TEFAP, The Emergency Food Assistance Program from the USDA, requires food banks to report on numbers of eligible participants receiving their food. In turn, the food banks (Food Bank for New York City and City Harvest) require pantries and soup kitchens to check income eligibility. At a recent SIHTF meeting, pantry leaders said that their teams find the income questions intrusive and asked if anyone had a better way of getting the information.

Rev. Troia suggested that instead of asking about income, pantries can ask whether the clients have enrolled in programs that have already vetted their incomes. If they say yes, then they meet the criteria.

Here are the programs that New York State accepts as proof of income:

  • Supplemental Nutrition Assistance Program (SNAP)
  • Women, Infants, and Children (WIC)
  • Food Distribution Programs on Indian Reservations (FDPIR)
  • Temporary Assistance to Needy Families (TANF)
  • Medicaid
  • Free and Reduced School Meals
  • Supplemental Security Income (SSI) for people with disabilities

For more information about the requirements, see TEFAP – Local-Level Record Keeping Requirements (Revised) and Requirements for Foodbanks in New York State.

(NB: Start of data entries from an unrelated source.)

impl Store {
  /// Create an in-memory store with no durable cache mirror.
  pub fn new() -> Self {
    Self::with_storage(Arc::new(NoopStorage))
  }

  /// Create a store that mirrors its cache into `storage`.
  ///
  /// Live entries already in the backend are loaded into the cache.
  pub fn with_storage(storage: Arc<dyn CacheStorage>) -> Self {
    let mut state = StoreState::default();
    match storage.load_all() {
      Ok(entries) => {
        debug!(count = entries.len(), "Hydrated cache from storage");
        for entry in entries {
          state.cache.insert(entry);
        }
      }
      Err(e) => warn!("Failed to load persisted cache: {}", e),
    }

    let (events, _) = broadcast::channel(EVENT_CAPACITY);
    Self {
      inner: Arc::new(StoreInner {
        state: Mutex::new(state),
        storage,
        events,
      }),
    }
  }

  fn lock(&self) -> MutexGuard<'_, StoreState> {
    self
      .inner
      .state
      .lock()
      .unwrap_or_else(PoisonError::into_inner)
  }

  fn emit(&self, event: StoreEvent) {
    // No subscribers is fine
    let _ = self.inner.events.send(event);
  }

  fn mirror(&self, what: &str, op: impl FnOnce(&dyn CacheStorage) -> Result<()>) {
    if let Err(e) = op(self.inner.storage.as_ref()) {
      warn!("Cache mirror failed to {}: {}", what, e);
    }
  }

  /// Subscribe to store events.
  pub fn subscribe(&self) -> EventStream {
    EventStream::new(self.inner.events.subscribe())
  }

  /// Read a slice of the state through a selector.
  pub fn select<R>(&self, selector: impl FnOnce(&StoreState) -> R) -> R {
    let state = self.lock();
    selector(&state)
  }

  // ---------------------------------------------------------------------------
  // Session
  // ---------------------------------------------------------------------------

  pub fn login(&self, principal: Principal) {
    {
      let mut state = self.lock();
      debug!(user = %principal.id, "Logged in");
      state.session = SessionState {
        user: Some(principal),
        is_authenticated: true,
      };
    }
    self.emit(StoreEvent::SessionChanged {
      authenticated: true,
    });
  }

  /// Clear the session. Notifications are left for the caller to clear.
  pub fn logout(&self) {
    self.lock().session = SessionState::default();
    self.emit(StoreEvent::SessionChanged {
      authenticated: false,
    });
  }

  pub fn session(&self) -> SessionState {
    self.select(|s| s.session.clone())
  }

  pub fn is_authenticated(&self) -> bool {
    self.select(|s| s.session.is_authenticated)
  }

  // ---------------------------------------------------------------------------
  // Notifications
  // ---------------------------------------------------------------------------

  /// Append a notification. If it has an auto-dismiss duration and a tokio
  /// runtime is available, a timer removes it once the duration elapses.
  pub fn add_notification(&self, notification: Notification) -> Uuid {
    let id = notification.id;
    let auto_dismiss = notification.auto_dismiss_after;

    self.lock().notifications.push(notification.clone());
    self.emit(StoreEvent::NotificationAdded(notification));

    if let Some(after) = auto_dismiss {
      self.schedule_dismiss(id, after);
    }

    id
  }

  fn schedule_dismiss(&self, id: Uuid, after: Duration) {
    let handle = match tokio::runtime::Handle::try_current() {
      Ok(handle) => handle,
      Err(_) => {
        debug!(%id, "No runtime, notification will not auto-dismiss");
        return;
      }
    };

    let weak: Weak<StoreInner> = Arc::downgrade(&self.inner);
    let deadline = tokio::time::Instant::now() + after;
    handle.spawn(async move {
      tokio::time::sleep_until(deadline).await;
      if let Some(inner) = weak.upgrade() {
        Store { inner }.remove_notification(id);
      }
    });
  }

  /// Remove a notification. Returns false if it was already gone.
  pub fn remove_notification(&self, id: Uuid) -> bool {
    let removed = {
      let mut state = self.lock();
      let before = state.notifications.len();
      state.notifications.retain(|n| n.id != id);
      state.notifications.len() != before
    };
    if removed {
      self.emit(StoreEvent::NotificationRemoved { id });
    }
    removed
  }

  pub fn clear_notifications(&self) {
    self.lock().notifications.clear();
    self.emit(StoreEvent::NotificationsCleared);
  }

  pub fn notifications(&self) -> Vec<Notification> {
    self.select(|s| s.notifications.clone())
  }

  // ---------------------------------------------------------------------------
  // Theme
  // ---------------------------------------------------------------------------

  /// Flip the theme and return the new value.
  pub fn toggle_theme(&self) -> Theme {
    let theme = {
      let mut state = self.lock();
      state.theme = state.theme.toggled();
      state.theme
    };
    self.emit(StoreEvent::ThemeChanged(theme));
    theme
  }

  pub fn theme(&self) -> Theme {
    self.select(|s| s.theme)
  }

  // ---------------------------------------------------------------------------
  // Cache
  // ---------------------------------------------------------------------------

  /// Write a value, replacing whatever was cached under `key`.
  pub fn set_cache(&self, key: &str, value: Value, ttl: Option<Duration>) {
    let entry = CacheEntry::new(key, value, ttl);
    {
      let mut state = self.lock();
      self.mirror("store entry", |s| s.store(&entry));
      state.cache.insert(entry);
    }
    debug!(%key, "Cache updated");
    self.emit(StoreEvent::CacheUpdated {
      key: key.to_string(),
    });
  }

  /// Get the live value under `key`.
  pub fn get_cache(&self, key: &str) -> Option<Value> {
    self.cache_entry(key).map(|e| e.value)
  }

  /// Get the live entry under `key`, including its expiry.
  pub fn cache_entry(&self, key: &str) -> Option<CacheEntry> {
    self.lock().cache.get(key).cloned()
  }

  /// Drop a single key. Returns false if nothing was cached.
  pub fn invalidate_cache(&self, key: &str) -> bool {
    let removed = {
      let mut state = self.lock();
      let removed = state.cache.remove(key).is_some();
      if removed {
        self.mirror("remove entry", |s| s.remove(&[key.to_string()]));
      }
      removed
    };
    if removed {
      debug!(%key, "Cache invalidated");
      self.emit(StoreEvent::CacheInvalidated {
        keys: vec![key.to_string()],
      });
    }
    removed
  }

  /// Drop every key matching the pattern and return the dropped keys.
  pub fn invalidate_matching(&self, pattern: &InvalidationPattern) -> Vec<String> {
    if pattern.is_empty() {
      return Vec::new();
    }

    let removed = {
      let mut state = self.lock();
      let removed = state.cache.remove_matching(pattern);
      if !removed.is_empty() {
        self.mirror("remove entries", |s| s.remove(&removed));
      }
      removed
    };

    if !removed.is_empty() {
      debug!(pattern = pattern.as_str(), count = removed.len(), "Cache invalidated by pattern");
      self.emit(StoreEvent::CacheInvalidated {
        keys: removed.clone(),
      });
    }
    removed
  }

  pub fn clear_cache(&self) {
    {
      let mut state = self.lock();
      state.cache.clear();
      self.mirror("clear", |s| s.clear());
    }
    debug!("Cache cleared");
    self.emit(StoreEvent::CacheCleared);
  }

  pub fn cache_keys(&self) -> Vec<String> {
    self.select(|s| s.cache.keys())
  }

  // ---------------------------------------------------------------------------
  // Optimistic updates
  // ---------------------------------------------------------------------------

  /// Register an optimistic update and apply it to the cache.
  ///
  /// The current entry under the update's key is captured as its `before`
  /// snapshot in the same critical section as the write. The optimistic
  /// value is kept in memory only; storage sees it once it is committed.
  pub fn add_optimistic_update(&self, mut update: OptimisticUpdate) -> Uuid {
    let id = update.id;
    let key = update.key.clone();
    {
      let mut state = self.lock();
      update.before = state.cache.get(&key).cloned();
      update.status = UpdateStatus::Pending;

      state
        .cache
        .insert(CacheEntry::new(key.as_str(), update.after.clone(), None));
      state.pending.insert(id, update);
    }
    debug!(%id, %key, "Optimistic update applied");
    self.emit(StoreEvent::OptimisticApplied { id, key });
    id
  }

  /// Mark an update committed and drop it from the pending set.
  ///
  /// The live value under the key is persisted as confirmed; the caller may
  /// still overwrite it with the authoritative result.
  pub fn commit_optimistic_update(&self, id: Uuid) -> Option<OptimisticUpdate> {
    let mut update = {
      let mut state = self.lock();
      let update = state.pending.remove(&id)?;
      if let Some(entry) = state.cache.peek(&update.key) {
        self.mirror("store committed entry", |s| s.store(entry));
      }
      update
    };
    update.status = UpdateStatus::Committed;
    debug!(%id, key = %update.key, "Optimistic update committed");
    self.emit(StoreEvent::OptimisticCommitted {
      id,
      key: update.key.clone(),
    });
    Some(update)
  }

  /// Restore the update's snapshot and drop it from the pending set.
  pub fn revert_optimistic_update(&self, id: Uuid) -> Option<OptimisticUpdate> {
    let mut update = {
      let mut state = self.lock();
      let update = state.pending.remove(&id)?;
      // Storage never saw the optimistic value, so only memory is restored
      match &update.before {
        Some(entry) => {
          state.cache.insert(entry.clone());
        }
        None => {
          state.cache.remove(&update.key);
        }
      }
      update
    };
    update.status = UpdateStatus::RolledBack;
    warn!(%id, key = %update.key, "Optimistic update rolled back");
    self.emit(StoreEvent::OptimisticReverted {
      id,
      key: update.key.clone(),
    });
    Some(update)
  }

  pub fn pending_updates(&self) -> Vec<OptimisticUpdate> {
    self.select(|s| s.pending.values().cloned().collect())
  }
}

Free Condoms and Safe-Sex Classes

The NYC Department of Health and Mental Hygiene offers free condoms for pantries to distribute. Also available are free safe-sex classes.

To order condoms and to see the types of condoms available, create an account at https://nycdohmh.force.com/nycap/welcome. To request classes, go to https://www.surveygizmo.com/s3/4865213/NYCAP-Collaborate-with-NYC-Condom-Availability-Team?id=website

Sign up to Get Fresh Produce from Backyard Gardeners

"Backyard gardeners grow, on average, 240 lbs of extra food each year and they will give some of it to pantries," says Gary Oppenheimer from AmpleHarvest.Org, "if they know when and where to drop it off." He encourages Task Force members to sign up: https://ampleharvest.org/food-pantries/.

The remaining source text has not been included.